Murat AKSOY
Geçmişle yüzleşmeye başladığınız anda hazır olmanız gereken gerçek, "doğru" bildiklerimizin "yanlış" olma olasılığıdır. Bu gerçek aynı zamanda öğrenilmiş çaresizliklerin de açığa çıkmasıdır.
Dersim tartışması tam da bu iki kritik noktaya değdi.
İlkinden başlayalım.
Dersim tartışması bildiğimiz basit bir gerçeği bir kez daha yüzümüze vurdu; CHP, solcu/değişimci değil klasik sağcı/muhafazakâr bir partidir.
Dersim tartışmasında muhafazakâr siyasi gelenekten gelen Sünni Başbakan Erdoğan'ın –niyeti ne olursa olsun- Cumhuriyet ile kurulan ulus-devleti Türkleştirmenin son durağı olan Dersim'de yapılan katliam için özür dilemsi ise solcu/değişimci parti refleksidir.
Buna mukabil CHP'nin kurumsal olarak verdiği tepkilerin toplamı tipik bir sağcı/statükocu parti refleksidir.
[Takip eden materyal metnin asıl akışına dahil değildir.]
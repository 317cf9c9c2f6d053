// src/ledger.rs
//! Delivery ledger: the urls that already went out in a digest.
//!
//! On disk it is a small JSON document
//! `{"delivered": {"<url>": "<first delivered, RFC 3339>"}}`; a bare JSON
//! array of urls is accepted too. A missing file is an empty ledger. Commits
//! re-read the file, merge, and replace it atomically via a temp file +
//! rename, so an interrupted commit leaves the previous ledger. A file that
//! exists but cannot be read is never overwritten.

use anyhow::{Context, Result};
use chrono::{DateTime, Duration as ChronoDuration, Utc};
use serde::{Deserialize, Serialize};
use std::collections::BTreeMap;
use std::path::{Path, PathBuf};
use tokio::fs;
use tokio::io::AsyncWriteExt;

#[derive(Debug, Clone, Default, PartialEq, Eq)]
pub struct DeliveryLedger {
    entries: BTreeMap<String, DateTime<Utc>>,
}

impl DeliveryLedger {
    pub fn new() -> Self {
        Self::default()
    }

    pub fn contains(&self, url: &str) -> bool {
        self.entries.contains_key(url)
    }

    pub fn len(&self) -> usize {
        self.entries.len()
    }

    pub fn is_empty(&self) -> bool {
        self.entries.is_empty()
    }

    /// Delivered urls in sorted order.
    pub fn urls(&self) -> impl Iterator<Item = &str> {
        self.entries.keys().map(String::as_str)
    }

    pub fn delivered_at(&self, url: &str) -> Option<DateTime<Utc>> {
        self.entries.get(url).copied()
    }

    /// Add urls stamped `now`; urls already present keep their first stamp.
    /// Returns how many were new.
    pub fn merge<I, S>(&mut self, urls: I, now: DateTime<Utc>) -> usize
    where
        I: IntoIterator<Item = S>,
        S: Into<String>,
    {
        let before = self.entries.len();
        for url in urls {
            self.entries.entry(url.into()).or_insert(now);
        }
        self.entries.len() - before
    }

    /// Drop entries first delivered before `cutoff`. Returns how many went.
    pub fn prune_before(&mut self, cutoff: DateTime<Utc>) -> usize {
        let before = self.entries.len();
        self.entries.retain(|_, ts| *ts >= cutoff);
        before - self.entries.len()
    }
}

impl<S: Into<String>> FromIterator<S> for DeliveryLedger {
    fn from_iter<T: IntoIterator<Item = S>>(iter: T) -> Self {
        let mut l = Self::new();
        l.merge(iter, Utc::now());
        l
    }
}

#[derive(Debug, Serialize, Deserialize)]
struct LedgerFile {
    delivered: BTreeMap<String, DateTime<Utc>>,
}

// --- tolerant on-disk variants ---

#[derive(Debug, Deserialize)]
#[serde(untagged)]
enum LedgerAny {
    Stamped(LedgerFile),
    Plain(Vec<String>),
}

fn decode(raw: &[u8], now: DateTime<Utc>) -> Result<DeliveryLedger> {
    let any: LedgerAny = serde_json::from_slice(raw).context("ledger is not valid ledger json")?;
    let entries = match any {
        LedgerAny::Stamped(f) => f.delivered,
        LedgerAny::Plain(urls) => urls.into_iter().map(|u| (u, now)).collect(),
    };
    Ok(DeliveryLedger { entries })
}

/// What a read of the ledger file found. I/O failures other than a missing
/// file are not a `Stored` value: the caller gets them as `Err`.
#[derive(Debug)]
enum Stored {
    Missing,
    Corrupt(anyhow::Error),
    Found(DeliveryLedger),
}

fn classify(read: std::io::Result<Vec<u8>>, path: &Path, now: DateTime<Utc>) -> Result<Stored> {
    match read {
        Ok(raw) => Ok(match decode(&raw, now) {
            Ok(l) => Stored::Found(l),
            Err(e) => Stored::Corrupt(e.context(format!("decoding {}", path.display()))),
        }),
        Err(e) if e.kind() == std::io::ErrorKind::NotFound => Ok(Stored::Missing),
        Err(e) => Err(e).with_context(|| format!("reading {}", path.display())),
    }
}

fn encode(ledger: &DeliveryLedger) -> Result<Vec<u8>> {
    let file = LedgerFile {
        delivered: ledger.entries.clone(),
    };
    serde_json::to_vec_pretty(&file).context("serializing ledger")
}

/// File-backed ledger location plus the (optional) retention policy.
#[derive(Debug, Clone)]
pub struct LedgerStore {
    path: PathBuf,
    retention: Option<ChronoDuration>,
}

impl LedgerStore {
    pub fn new(path: impl Into<PathBuf>) -> Self {
        Self {
            path: path.into(),
            retention: None,
        }
    }

    /// Evict urls first delivered more than `days` ago, at commit time.
    pub fn with_retention_days(mut self, days: Option<u32>) -> Self {
        self.retention = days.map(|d| ChronoDuration::days(i64::from(d)));
        self
    }

    async fn read_stored(&self) -> Result<Stored> {
        classify(fs::read(&self.path).await, &self.path, Utc::now())
    }

    /// Missing file → empty ledger; unreadable or malformed → `Err`.
    pub async fn try_load(&self) -> Result<DeliveryLedger> {
        match self.read_stored().await? {
            Stored::Missing => Ok(DeliveryLedger::new()),
            Stored::Corrupt(e) => Err(e),
            Stored::Found(l) => Ok(l),
        }
    }

    /// Merge `urls` into the persisted ledger and write it back atomically.
    ///
    /// The current file is re-read first so entries committed since this run
    /// loaded are not lost. A missing or undecodable file is replaced; a file
    /// that cannot be read at all is left alone and the commit fails.
    /// Returns the ledger as written.
    pub async fn commit<I, S>(&self, urls: I, now: DateTime<Utc>) -> Result<DeliveryLedger>
    where
        I: IntoIterator<Item = S>,
        S: Into<String>,
    {
        let mut ledger = match self.read_stored().await? {
            Stored::Found(l) => l,
            // already reported by whoever loaded it for filtering
            Stored::Missing | Stored::Corrupt(_) => DeliveryLedger::new(),
        };
        let added = ledger.merge(urls, now);
        let pruned = match self.retention {
            Some(keep) => ledger.prune_before(now - keep),
            None => 0,
        };

        self.write_atomic(&encode(&ledger)?).await?;
        tracing::debug!(
            path = %self.path.display(),
            added,
            pruned,
            total = ledger.len(),
            "ledger committed"
        );
        Ok(ledger)
    }

    async fn write_atomic(&self, bytes: &[u8]) -> Result<()> {
        if let Some(dir) = self.path.parent().filter(|d| !d.as_os_str().is_empty()) {
            fs::create_dir_all(dir)
                .await
                .with_context(|| format!("creating ledger dir {}", dir.display()))?;
        }

        let tmp = tmp_path(&self.path);
        let mut f = fs::File::create(&tmp)
            .await
            .with_context(|| format!("creating {}", tmp.display()))?;
        f.write_all(bytes)
            .await
            .with_context(|| format!("writing {}", tmp.display()))?;
        f.sync_all()
            .await
            .with_context(|| format!("syncing {}", tmp.display()))?;
        drop(f);

        fs::rename(&tmp, &self.path)
            .await
            .with_context(|| format!("replacing {}", self.path.display()))?;
        Ok(())
    }
}

/// Per-process temp name, so two writers never share a temp file.
fn tmp_path(path: &Path) -> PathBuf {
    let mut name = path
        .file_name()
        .map(|n| n.to_os_string())
        .unwrap_or_else(|| "ledger".into());
    name.push(format!(".{}.tmp", std::process::id()));
    path.with_file_name(name)
}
Bu refleks sadece Dersimli 'Alevi-Kürt' Genel Başkan Kemal Kılıçdaroğlu ile sınırlı değil. Mesela Grup Başkanvekili Muharrem İnce, bu tartışmanın yaşanmasından dolayı "Atatürk'ten özür diliyor". Mesela 'Kürt' Genel Başkan Yardımcısı Gürsel Tekin, "Başbakanı bölücülükle suçluyor". Bütün bu tepkiler, bugünkü CHP'nin ideolojik olarak 1937-38'de Dersim'de katliam yapmakta beis görmeyen CHP ile aynı çizgide olduğunu gösteriyor.
CHP'de ortaya çıkan bu tablo, Kılıçdaroğlu'nun Genel Başkan olmasıyla başlayan "yeni" arayışının ne kadar "sahte" bir çaba olduğunu gösterdi. Dersim konusunda CHP'nin verdiği tepkiler, Sencer Ayata başkanlığındaki Bilim Kurulu'nun –Sahi Ayata Dersim konusunda ne düşünüyor acaba? Ya da Aleviler konusunda araştırmaları yapmış olan CHP Bursa Milletvekili Yard. Doç. Dr. Aykan Erdemir?- "Yeni CHP" sloganını gerçeğe dönüştürmek için hazırladıkları "anayasa", "kadın", "sivil toplum", "demokrasi" konularındaki raporların ne kadar boş olduğunu gösterdi. Bu, Kemal Kılıçdaroğlu ile başlayan "Yeni CHP" arayışının ne kadar anlamsız olduğunu göstermiştir.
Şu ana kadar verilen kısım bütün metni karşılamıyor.